Mary Winkler was convicted of voluntary manslaughter, “The unlawful killing of a human being, without malice, which is done intentionally upon a sudden quarrel or in the heat of passion. Also a killing committed without lawful justification, wherein the defendant acted under a sudden and intense passion resulting from adequate provocation” Her punishment will be a few months in prison, or probation. (Update 6/8/2007 AP. Winkler was sentenced Friday to three years in prison, but she may end up serving only 60 days in a mental hospital. Mary Winkler must serve 210 days, or about seven months, of her sentence before she can be released on probation, but she gets credit for the five months she has already spent in jail, Judge Weber McCraw said. That leaves only two months, and McCraw said up to 60 days of the sentence could be served in a facility where she could receive mental health treatment. That means Winkler may not serve any significant time in prison.)

I wonder if her deceased husband, Matthew Winkler, had killed his wife Mary in a similar fit of passion because she had verbally abused and criticized him for ten years, if he could have gotten such a verdict? I doubt it. In this society we demonize men and analyze women. We deify women. We never believe they would lie.

This verdict sends a message to any wife who wants revenge. All she has to do in tell a few friends that her husband is abusive, and then blow her husband's brain out, and all she will get is a slap on the wrist.

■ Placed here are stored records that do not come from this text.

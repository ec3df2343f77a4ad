//! Implements a struct that holds the state of the REST server.

use std::sync::{Arc, Mutex, MutexGuard};

use rusqlite::Connection;

use crate::{Error, db::initialize, pagination::PaginationConfig, timezone::get_local_offset};

/// The state of the REST server.
#[derive(Debug, Clone)]
pub struct AppState {
    /// The local timezone as a canonical timezone name, e.g. "Pacific/Auckland".
    ///
    /// Used to work out "today" for transactions without a date and for the
    /// default end of the monthly trend.
    pub local_timezone: String,

    /// The config that controls how to page lists of transactions.
    pub pagination_config: PaginationConfig,

    /// The database connection
    pub db_connection: Arc<Mutex<Connection>>,
}

impl AppState {
    /// Create a new [AppState] with a SQLite database connection.
    ///
    /// This function will initialize the database by adding the tables for the domain models.
    /// `local_timezone` should be a valid, canonical timezone name, e.g. "Pacific/Auckland".
    ///
    /// # Errors
    /// Returns an error if the timezone is not known or the database cannot be initialized.
    pub fn new(
        db_connection: Connection,
        local_timezone: &str,
        pagination_config: PaginationConfig,
    ) -> Result<Self, Error> {
        if get_local_offset(local_timezone).is_none() {
            return Err(Error::InvalidTimezoneError(local_timezone.to_owned()));
        }

        initialize(&db_connection)?;

        Ok(Self {
            local_timezone: local_timezone.to_owned(),
            pagination_config,
            db_connection: Arc::new(Mutex::new(db_connection)),
        })
    }
}

/// Lock the shared database connection.
///
/// # Errors
/// Returns [Error::DatabaseLockError] if the lock is poisoned.
pub(crate) fn lock_connection(
    connection: &Mutex<Connection>,
) -> Result<MutexGuard<'_, Connection>, Error> {
    connection
        .lock()
        .inspect_err(|error| tracing::error!("could not acquire database lock: {error}"))
        .map_err(|_| Error::DatabaseLockError)
}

American men are like some males of insect species where the male is devoured by the female during the mating ritual. http://www.pbs.org/wgbh/evolution/library/01/6/l_016_05.html American men cannot help themselves because males are handicapped with the natural urge to mate. American males will continue to be demonized, and sacrificed.

Update June 21, 2007
SELMER, Tenn.
A woman convicted in the shooting death of her preacher husband was moved from a county jail to a mental health facility, officials said Thursday.

The judge approved the move for Mary Winkler on Wednesday, said Sue Allison, spokeswoman for the Tennessee Administrative Office of the Courts. The name and location of the facility were not disclosed.

Winkler was convicted of voluntary manslaughter in the 2006 shooting death of her Church of Christ minister husband, Matthew, in the Selmer parsonage where the family lived.

She was sentenced June 8 to three years, but she will be eligible for probation after serving 210 days and got credit for the 143 days she already spent in jail. That left 67 days and the judge ruled that 60 of those days could be served in a facility where she could receive mental health treatment.

Officials did not say why she required mental health treatment. At trial, Winkler testified that she had been physically and emotionally abused by her husband.